**What the exercise asks**
Go through the records and copy each line where the word "static" occurs.
Source data: Begin
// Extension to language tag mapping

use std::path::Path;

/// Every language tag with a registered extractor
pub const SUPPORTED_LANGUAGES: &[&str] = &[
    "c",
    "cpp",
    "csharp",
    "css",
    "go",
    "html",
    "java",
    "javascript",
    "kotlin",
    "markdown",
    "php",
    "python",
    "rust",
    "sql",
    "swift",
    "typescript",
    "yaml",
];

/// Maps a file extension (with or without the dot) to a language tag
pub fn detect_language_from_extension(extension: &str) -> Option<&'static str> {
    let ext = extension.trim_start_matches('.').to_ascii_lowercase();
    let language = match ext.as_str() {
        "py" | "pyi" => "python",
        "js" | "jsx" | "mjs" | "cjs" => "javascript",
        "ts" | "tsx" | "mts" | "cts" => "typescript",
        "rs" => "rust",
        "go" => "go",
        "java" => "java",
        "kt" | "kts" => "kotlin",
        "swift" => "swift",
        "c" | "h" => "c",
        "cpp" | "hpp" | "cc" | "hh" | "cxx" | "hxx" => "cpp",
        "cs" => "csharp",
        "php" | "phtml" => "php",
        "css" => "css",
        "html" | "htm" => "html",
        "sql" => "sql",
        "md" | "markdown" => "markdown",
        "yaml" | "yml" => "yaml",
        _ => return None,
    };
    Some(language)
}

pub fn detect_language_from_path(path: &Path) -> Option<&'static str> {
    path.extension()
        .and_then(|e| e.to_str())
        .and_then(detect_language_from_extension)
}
Source data: End
**Task result**
pub fn detect_language_from_extension(extension: &str) -> Option<&'static str> {
pub fn detect_language_from_path(path: &Path) -> Option<&'static str> {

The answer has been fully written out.